In a very simplified sense, the answer has to do with duration, frequency, and how much it's impacting your life negatively, the last being the most significant, says Julie Friedman, Ph.D., vice president of the Compulsive Overeating Recovery Effort program for Eating Recovery Center's Insight Behavioral Health Centers in Chicago. (With behaviors like bingeing and purging, the standard is usually once a week, taking into account that multiple shorter episodes versus a single longer one are just as problematic.) But when you're not forcing yourself to vomit or overeat—when you just want to reach an equilibrium of healthy and anti-inflammatory and not-that-bad-tasting—the diagnosis is a bit more complicated.

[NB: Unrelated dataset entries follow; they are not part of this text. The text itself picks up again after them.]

use super::parser::ParseErrorKind;
use crate::route::{Arg, Filter};
use std::collections::{HashMap, HashSet};

/// Name and accepted argument count of a known filter.
#[derive(Debug, Clone, Copy, PartialEq, Eq)]
pub struct FilterSpec {
    pub name: &'static str,
    pub min_args: usize,
    /// `None` means unbounded
    pub max_args: Option<usize>,
}

const fn spec(name: &'static str, min_args: usize, max_args: Option<usize>) -> FilterSpec {
    FilterSpec {
        name,
        min_args,
        max_args,
    }
}

const BUILTIN_FILTERS: &[FilterSpec] = &[
    spec("setRequestHeader", 2, Some(2)),
    spec("appendRequestHeader", 2, Some(2)),
    spec("dropRequestHeader", 1, Some(1)),
    spec("setResponseHeader", 2, Some(2)),
    spec("appendResponseHeader", 2, Some(2)),
    spec("dropResponseHeader", 1, Some(1)),
    spec("setPath", 1, Some(1)),
    spec("modPath", 2, Some(2)),
    spec("setQuery", 1, Some(2)),
    spec("dropQuery", 1, Some(1)),
    spec("stripQuery", 0, Some(1)),
    spec("preserveHost", 0, Some(1)),
    spec("redirectTo", 1, Some(2)),
    spec("redirectToLower", 1, Some(2)),
    spec("status", 1, Some(1)),
    spec("inlineContent", 1, Some(2)),
    spec("flowId", 0, Some(2)),
    spec("compress", 0, None),
    spec("corsOrigin", 0, None),
    spec("latency", 1, Some(1)),
    spec("bandwidth", 1, Some(1)),
    spec("tee", 1, Some(3)),
    spec("ratelimit", 2, Some(2)),
    spec("basicAuth", 1, Some(2)),
    spec("healthcheck", 0, Some(0)),
];

/// Filters the compiler accepts without mocking.
#[derive(Debug, Clone)]
pub struct FilterRegistry {
    specs: HashMap<&'static str, FilterSpec>,
}

impl Default for FilterRegistry {
    fn default() -> Self {
        Self {
            specs: BUILTIN_FILTERS.iter().map(|s| (s.name, *s)).collect(),
        }
    }
}

impl FilterRegistry {
    /// An empty registry; every filter must be mocked.
    pub fn empty() -> Self {
        Self {
            specs: HashMap::new(),
        }
    }

    pub fn register(&mut self, spec: FilterSpec) {
        self.specs.insert(spec.name, spec);
    }

    pub fn get(&self, name: &str) -> Option<&FilterSpec> {
        self.specs.get(name)
    }

    /// Validate a filter invocation. Mocked filters accept any arguments.
    pub(crate) fn resolve(&self, filter: Filter) -> Result<Filter, ParseErrorKind> {
        if filter.mocked {
            return Ok(filter);
        }

        let spec = self
            .get(&filter.name)
            .ok_or_else(|| ParseErrorKind::UnknownFilter(filter.name.clone()))?;

        let count = filter.args.len();
        let too_few = count < spec.min_args;
        let too_many = spec.max_args.is_some_and(|max| count > max);
        if too_few || too_many {
            let expected = match spec.max_args {
                Some(max) if max == spec.min_args => format!("{}", max),
                Some(max) => format!("{} to {}", spec.min_args, max),
                None => format!("at least {}", spec.min_args),
            };
            return Err(ParseErrorKind::InvalidArguments {
                name: filter.name,
                message: format!("expected {} arguments, got {}", expected, count),
            });
        }

        Ok(filter)
    }
}

/// Rewrite a parsed filter invocation into its compiled form, replacing it
/// with a no-op marker when its name is in the mock set.
pub fn substitute_mock(name: &str, args: Vec<Arg>, mocks: &HashSet<String>) -> Filter {
    Filter {
        name: name.to_string(),
        args,
        mocked: mocks.contains(name),
    }
}

#[cfg(test)]
mod tests {
    use super::*;

    fn mocks(names: &[&str]) -> HashSet<String> {
        names.iter().map(|s| s.to_string()).collect()
    }

    #[test]
    fn test_substitute_mock() {
        let f = substitute_mock("customfilter", vec![Arg::Number(1.0)], &mocks(&["customfilter"]));
        assert!(f.mocked);
        assert_eq!(f.args, vec![Arg::Number(1.0)]);

        let f = substitute_mock("setPath", vec![], &mocks(&["customfilter"]));
        assert!(!f.mocked);
    }

    #[test]
    fn test_unknown_filter_rejected() {
        let registry = FilterRegistry::default();
        let f = substitute_mock("customfilter", vec![], &HashSet::new());
        assert_eq!(
            registry.resolve(f),
            Err(ParseErrorKind::UnknownFilter("customfilter".into()))
        );
    }

    #[test]
    fn test_mocked_filter_accepts_any_arguments() {
        let registry = FilterRegistry::default();
        let args = vec![Arg::Str("a".into()), Arg::Regexp("b".into()), Arg::Number(3.0)];
        let f = substitute_mock("status", args, &mocks(&["status"]));
        assert!(registry.resolve(f).is_ok());
    }

    #[test]
    fn test_arity_checked_for_builtin() {
        let registry = FilterRegistry::default();
        let f = substitute_mock("setRequestHeader", vec![Arg::Str("X".into())], &HashSet::new());
        assert!(matches!(
            registry.resolve(f),
            Err(ParseErrorKind::InvalidArguments { .. })
        ));

        let f = substitute_mock("compress", vec![Arg::Str("gzip".into()); 4], &HashSet::new());
        assert!(registry.resolve(f).is_ok());
    }

    #[test]
    fn test_register_custom_filter() {
        let mut registry = FilterRegistry::empty();
        assert!(registry.get("auth").is_none());
        registry.register(FilterSpec {
            name: "auth",
            min_args: 0,
            max_args: Some(1),
        });
        let f = substitute_mock("auth", vec![], &HashSet::new());
        assert!(registry.resolve(f).is_ok());
    }
}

"Healthy management of your food does require some effort," Dr. Friedman says. "Where I would make that differentiation is not in the amount of time it's taking—although the exception to that would be if you're spending most of the day either thinking about food or planning food—but it's the impairment in your functioning and the distress it's causing. So if I'm grocery shopping every single night and not going out with friends because I have this rigid, inherent need to have to do this to make myself feel safe in what I am eating, that is an eating disorder."
There is a more concrete standard, though: approximately two hours a day to contemplate whether you've got the body type that should do protein or carbs for breakfast or if you ought to take Tom Brady's stance on nightshades. But back to your emotions, which lie at the core of your, if not "recovery," than "improvement."
"The more that we can start thinking about food less emotionally...the less impulsive, less judgmental, and emotional we can be around our food behaviors, the better off we are," Dr. Friedman says. "That's a refrain we constantly tell our patients: 'Facts, not feelings.' What is the fact? The fact is that you ate a hamburger, not that you are eating poorly. The fact that you are eating poorly is your own judgment, your own emotion. It is what it is, and you have another opportunity to eat in three hours. The research indicates that beating yourself up only results in further disinhibited eating—it leads to not only to a lot of bad feelings about food but also a lot of preoccupation with food, and that's not helpful for anybody."
"It is what it is, and you have another opportunity to eat in three hours."
Neither is social media, which Dr. Friedman says could exacerbate sub-threshold behaviors because it "breeds comparisons of all kinds: body, weight, food, even health."
So yes, the verdict is we *are* all kind of weird, but weird is somehow normal, and normal can become even more normal if we disassociate food with feelings. But if you're still not convinced, it couldn't hurt to double-check.
"People's ideas of what is normal are so skewed—by their peer group, socioeconomic status, genetics, parenting practices. And so, if you're in doubt, know that it's always better to ask and be told you live within normal limits than to live with an untreated eating disorder that will only get worse."